## Your task:
Once you find the line with "filename src/catalog/mod.rs" in the entries below, return exactly every line from it through the line with "- an in-process".

## Data records:

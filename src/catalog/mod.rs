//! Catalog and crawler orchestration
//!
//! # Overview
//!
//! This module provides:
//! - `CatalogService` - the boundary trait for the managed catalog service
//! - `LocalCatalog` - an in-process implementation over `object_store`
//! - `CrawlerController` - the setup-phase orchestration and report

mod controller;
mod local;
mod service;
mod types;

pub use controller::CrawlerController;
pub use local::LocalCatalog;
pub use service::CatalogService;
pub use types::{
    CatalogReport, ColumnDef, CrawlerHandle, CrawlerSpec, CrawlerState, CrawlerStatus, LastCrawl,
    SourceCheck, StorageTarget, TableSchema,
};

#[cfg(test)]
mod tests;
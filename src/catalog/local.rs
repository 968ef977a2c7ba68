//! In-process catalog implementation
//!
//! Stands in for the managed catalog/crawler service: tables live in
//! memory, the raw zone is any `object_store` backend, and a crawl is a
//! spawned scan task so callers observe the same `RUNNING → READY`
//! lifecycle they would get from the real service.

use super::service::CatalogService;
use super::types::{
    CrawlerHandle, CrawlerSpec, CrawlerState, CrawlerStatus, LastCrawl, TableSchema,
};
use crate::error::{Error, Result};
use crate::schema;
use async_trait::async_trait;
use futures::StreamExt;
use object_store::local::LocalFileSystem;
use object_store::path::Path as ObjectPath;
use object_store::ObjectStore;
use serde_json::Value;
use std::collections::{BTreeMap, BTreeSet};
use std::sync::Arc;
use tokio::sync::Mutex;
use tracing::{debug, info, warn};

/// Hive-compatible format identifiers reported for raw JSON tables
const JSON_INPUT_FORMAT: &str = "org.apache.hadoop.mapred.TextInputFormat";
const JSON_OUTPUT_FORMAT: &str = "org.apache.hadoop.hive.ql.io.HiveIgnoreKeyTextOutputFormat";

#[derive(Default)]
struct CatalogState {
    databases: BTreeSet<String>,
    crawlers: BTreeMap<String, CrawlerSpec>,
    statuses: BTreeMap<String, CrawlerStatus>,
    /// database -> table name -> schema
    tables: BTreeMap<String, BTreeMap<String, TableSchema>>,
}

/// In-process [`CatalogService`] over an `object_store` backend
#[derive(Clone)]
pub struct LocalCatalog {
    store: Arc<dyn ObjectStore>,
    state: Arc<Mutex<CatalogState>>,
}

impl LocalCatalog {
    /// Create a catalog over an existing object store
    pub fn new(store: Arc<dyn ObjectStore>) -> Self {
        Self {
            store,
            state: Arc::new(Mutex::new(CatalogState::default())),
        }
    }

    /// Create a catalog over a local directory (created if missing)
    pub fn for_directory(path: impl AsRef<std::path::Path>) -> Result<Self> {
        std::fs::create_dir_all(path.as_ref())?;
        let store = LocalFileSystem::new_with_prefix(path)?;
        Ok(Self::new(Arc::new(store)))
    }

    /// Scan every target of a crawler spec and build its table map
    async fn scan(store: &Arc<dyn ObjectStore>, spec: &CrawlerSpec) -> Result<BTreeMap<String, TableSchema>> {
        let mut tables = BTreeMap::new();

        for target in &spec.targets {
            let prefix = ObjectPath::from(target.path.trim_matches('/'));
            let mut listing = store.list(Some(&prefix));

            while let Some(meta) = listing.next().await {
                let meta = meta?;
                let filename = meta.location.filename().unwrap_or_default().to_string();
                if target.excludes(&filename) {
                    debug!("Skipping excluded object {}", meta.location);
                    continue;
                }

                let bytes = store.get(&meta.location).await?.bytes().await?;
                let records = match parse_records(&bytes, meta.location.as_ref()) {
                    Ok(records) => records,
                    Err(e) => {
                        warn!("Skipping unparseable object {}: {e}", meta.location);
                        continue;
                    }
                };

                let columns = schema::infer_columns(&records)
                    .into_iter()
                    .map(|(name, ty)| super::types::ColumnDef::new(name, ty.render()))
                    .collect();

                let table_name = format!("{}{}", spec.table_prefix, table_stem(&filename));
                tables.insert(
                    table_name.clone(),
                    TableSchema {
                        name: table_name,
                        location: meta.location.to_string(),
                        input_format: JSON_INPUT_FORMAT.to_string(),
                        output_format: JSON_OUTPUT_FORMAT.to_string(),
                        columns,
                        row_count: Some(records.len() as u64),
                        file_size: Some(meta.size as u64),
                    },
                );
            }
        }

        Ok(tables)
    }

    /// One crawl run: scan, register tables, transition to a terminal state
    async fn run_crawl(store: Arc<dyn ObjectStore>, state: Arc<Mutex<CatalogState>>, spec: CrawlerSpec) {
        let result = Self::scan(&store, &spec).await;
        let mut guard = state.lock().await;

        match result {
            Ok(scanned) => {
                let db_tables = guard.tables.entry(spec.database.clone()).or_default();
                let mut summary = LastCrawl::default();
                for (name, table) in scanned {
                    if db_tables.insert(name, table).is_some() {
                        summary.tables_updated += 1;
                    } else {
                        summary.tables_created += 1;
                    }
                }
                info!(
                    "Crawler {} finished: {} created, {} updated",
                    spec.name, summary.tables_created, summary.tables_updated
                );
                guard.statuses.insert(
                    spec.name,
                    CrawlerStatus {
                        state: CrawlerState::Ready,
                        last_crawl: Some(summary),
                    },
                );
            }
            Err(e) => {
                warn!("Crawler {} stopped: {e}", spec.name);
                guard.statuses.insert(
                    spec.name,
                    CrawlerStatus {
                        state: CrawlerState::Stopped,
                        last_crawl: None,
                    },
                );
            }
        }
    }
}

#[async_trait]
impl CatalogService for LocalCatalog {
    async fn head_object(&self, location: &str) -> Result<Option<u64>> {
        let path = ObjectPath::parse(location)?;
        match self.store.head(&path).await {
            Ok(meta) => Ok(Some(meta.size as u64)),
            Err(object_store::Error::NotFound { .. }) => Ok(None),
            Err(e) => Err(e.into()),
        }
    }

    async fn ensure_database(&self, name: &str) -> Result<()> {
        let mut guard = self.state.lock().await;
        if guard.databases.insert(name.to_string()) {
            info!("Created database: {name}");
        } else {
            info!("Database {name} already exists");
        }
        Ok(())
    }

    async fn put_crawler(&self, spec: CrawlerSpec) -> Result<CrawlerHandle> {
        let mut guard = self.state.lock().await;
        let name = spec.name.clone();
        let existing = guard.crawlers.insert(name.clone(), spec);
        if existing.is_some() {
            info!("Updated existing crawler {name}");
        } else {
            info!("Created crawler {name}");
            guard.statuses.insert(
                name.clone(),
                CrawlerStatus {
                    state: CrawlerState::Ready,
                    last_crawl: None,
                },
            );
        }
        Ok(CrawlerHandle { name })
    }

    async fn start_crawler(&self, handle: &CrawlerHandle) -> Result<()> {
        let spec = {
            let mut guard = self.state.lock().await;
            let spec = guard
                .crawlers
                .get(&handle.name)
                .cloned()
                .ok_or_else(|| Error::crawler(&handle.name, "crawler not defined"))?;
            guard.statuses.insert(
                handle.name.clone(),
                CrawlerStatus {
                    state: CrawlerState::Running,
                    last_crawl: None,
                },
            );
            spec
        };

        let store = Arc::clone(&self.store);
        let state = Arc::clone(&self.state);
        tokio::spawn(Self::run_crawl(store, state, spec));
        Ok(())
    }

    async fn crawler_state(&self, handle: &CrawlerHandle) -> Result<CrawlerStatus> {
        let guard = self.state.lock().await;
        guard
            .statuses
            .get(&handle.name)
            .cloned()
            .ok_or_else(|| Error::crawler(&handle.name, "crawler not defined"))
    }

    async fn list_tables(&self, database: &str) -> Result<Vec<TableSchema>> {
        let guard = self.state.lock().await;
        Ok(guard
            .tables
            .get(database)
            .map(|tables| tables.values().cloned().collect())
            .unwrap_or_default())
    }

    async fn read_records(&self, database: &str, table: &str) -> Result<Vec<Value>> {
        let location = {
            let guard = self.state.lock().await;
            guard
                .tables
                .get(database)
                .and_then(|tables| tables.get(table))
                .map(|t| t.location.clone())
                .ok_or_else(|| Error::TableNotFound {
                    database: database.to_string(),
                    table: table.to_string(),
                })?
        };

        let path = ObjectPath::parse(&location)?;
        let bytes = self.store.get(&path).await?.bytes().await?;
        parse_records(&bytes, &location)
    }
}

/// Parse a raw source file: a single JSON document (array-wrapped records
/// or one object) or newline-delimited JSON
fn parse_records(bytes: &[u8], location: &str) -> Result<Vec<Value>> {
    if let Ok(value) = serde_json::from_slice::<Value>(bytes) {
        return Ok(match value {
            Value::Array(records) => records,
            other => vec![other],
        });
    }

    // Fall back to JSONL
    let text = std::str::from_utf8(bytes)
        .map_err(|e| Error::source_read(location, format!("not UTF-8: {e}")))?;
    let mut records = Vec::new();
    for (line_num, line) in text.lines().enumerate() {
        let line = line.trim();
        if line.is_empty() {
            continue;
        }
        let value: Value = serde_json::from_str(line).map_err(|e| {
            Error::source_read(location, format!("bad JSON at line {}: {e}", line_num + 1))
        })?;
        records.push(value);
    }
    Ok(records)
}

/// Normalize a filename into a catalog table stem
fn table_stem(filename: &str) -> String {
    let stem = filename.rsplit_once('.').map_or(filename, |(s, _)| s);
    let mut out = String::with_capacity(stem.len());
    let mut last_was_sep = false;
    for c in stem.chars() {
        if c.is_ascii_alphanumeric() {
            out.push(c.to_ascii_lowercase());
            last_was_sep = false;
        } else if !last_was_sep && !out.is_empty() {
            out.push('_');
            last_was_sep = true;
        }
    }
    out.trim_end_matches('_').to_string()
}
---
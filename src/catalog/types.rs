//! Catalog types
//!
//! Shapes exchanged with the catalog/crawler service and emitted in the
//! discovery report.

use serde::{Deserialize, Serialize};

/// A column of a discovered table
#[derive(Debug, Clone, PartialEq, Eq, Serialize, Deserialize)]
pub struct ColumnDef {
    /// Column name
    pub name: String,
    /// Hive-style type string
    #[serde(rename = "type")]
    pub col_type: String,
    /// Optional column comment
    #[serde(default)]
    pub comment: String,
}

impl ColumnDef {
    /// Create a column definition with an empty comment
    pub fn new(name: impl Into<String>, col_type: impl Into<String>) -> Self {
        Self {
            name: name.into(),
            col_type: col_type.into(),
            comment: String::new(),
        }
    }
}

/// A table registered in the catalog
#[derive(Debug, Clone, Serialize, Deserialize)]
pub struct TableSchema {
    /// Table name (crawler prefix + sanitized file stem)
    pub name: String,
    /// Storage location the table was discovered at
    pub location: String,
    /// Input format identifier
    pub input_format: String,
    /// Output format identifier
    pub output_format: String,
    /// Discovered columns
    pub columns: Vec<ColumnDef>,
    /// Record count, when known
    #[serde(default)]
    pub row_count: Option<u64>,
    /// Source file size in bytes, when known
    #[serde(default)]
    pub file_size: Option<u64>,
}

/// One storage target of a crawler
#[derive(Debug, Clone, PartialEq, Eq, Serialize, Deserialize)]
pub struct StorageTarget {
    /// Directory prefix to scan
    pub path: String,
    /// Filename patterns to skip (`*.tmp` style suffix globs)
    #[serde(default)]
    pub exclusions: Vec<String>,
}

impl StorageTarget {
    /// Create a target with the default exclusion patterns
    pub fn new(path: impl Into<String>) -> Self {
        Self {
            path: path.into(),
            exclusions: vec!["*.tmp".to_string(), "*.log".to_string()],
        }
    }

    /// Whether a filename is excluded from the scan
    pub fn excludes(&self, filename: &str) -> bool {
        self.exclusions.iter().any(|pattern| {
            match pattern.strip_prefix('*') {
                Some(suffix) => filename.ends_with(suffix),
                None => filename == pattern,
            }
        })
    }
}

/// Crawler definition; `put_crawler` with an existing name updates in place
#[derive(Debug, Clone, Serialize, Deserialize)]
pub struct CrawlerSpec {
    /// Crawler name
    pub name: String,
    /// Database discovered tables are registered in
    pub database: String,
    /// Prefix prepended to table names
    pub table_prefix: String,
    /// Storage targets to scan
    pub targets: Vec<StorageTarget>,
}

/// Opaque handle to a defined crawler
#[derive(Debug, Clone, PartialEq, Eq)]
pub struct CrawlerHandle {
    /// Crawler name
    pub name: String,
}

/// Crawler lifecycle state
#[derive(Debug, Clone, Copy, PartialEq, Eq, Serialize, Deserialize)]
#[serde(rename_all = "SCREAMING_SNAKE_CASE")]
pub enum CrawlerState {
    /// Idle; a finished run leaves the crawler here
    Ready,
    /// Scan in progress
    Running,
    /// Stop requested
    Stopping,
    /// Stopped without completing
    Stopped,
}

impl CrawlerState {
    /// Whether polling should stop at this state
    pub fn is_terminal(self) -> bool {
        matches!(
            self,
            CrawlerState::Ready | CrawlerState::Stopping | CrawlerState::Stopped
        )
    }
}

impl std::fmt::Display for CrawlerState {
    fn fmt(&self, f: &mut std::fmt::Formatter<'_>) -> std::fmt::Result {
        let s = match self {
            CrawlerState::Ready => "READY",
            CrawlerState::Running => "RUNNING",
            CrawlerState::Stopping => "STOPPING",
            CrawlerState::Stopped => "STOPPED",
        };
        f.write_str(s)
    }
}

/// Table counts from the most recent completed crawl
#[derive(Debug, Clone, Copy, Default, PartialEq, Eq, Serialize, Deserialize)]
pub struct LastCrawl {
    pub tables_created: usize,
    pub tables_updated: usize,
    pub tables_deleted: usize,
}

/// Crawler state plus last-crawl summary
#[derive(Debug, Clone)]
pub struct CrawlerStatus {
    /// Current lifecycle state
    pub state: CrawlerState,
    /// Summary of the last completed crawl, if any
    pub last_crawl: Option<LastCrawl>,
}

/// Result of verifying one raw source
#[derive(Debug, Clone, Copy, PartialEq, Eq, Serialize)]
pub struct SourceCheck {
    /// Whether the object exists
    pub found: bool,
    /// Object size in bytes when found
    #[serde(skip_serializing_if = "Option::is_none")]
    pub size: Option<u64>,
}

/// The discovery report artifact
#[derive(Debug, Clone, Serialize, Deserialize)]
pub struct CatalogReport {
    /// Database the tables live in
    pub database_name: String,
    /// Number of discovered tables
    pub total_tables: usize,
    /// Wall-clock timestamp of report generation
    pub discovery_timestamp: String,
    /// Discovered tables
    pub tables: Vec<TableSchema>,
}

## Response:
filename src/catalog/mod.rs
//! Catalog and crawler orchestration
//!
//! # Overview
//!
//! This module provides:
//! - `CatalogService` - the boundary trait for the managed catalog service
//! - `LocalCatalog` - an in-process implementation over `object_store`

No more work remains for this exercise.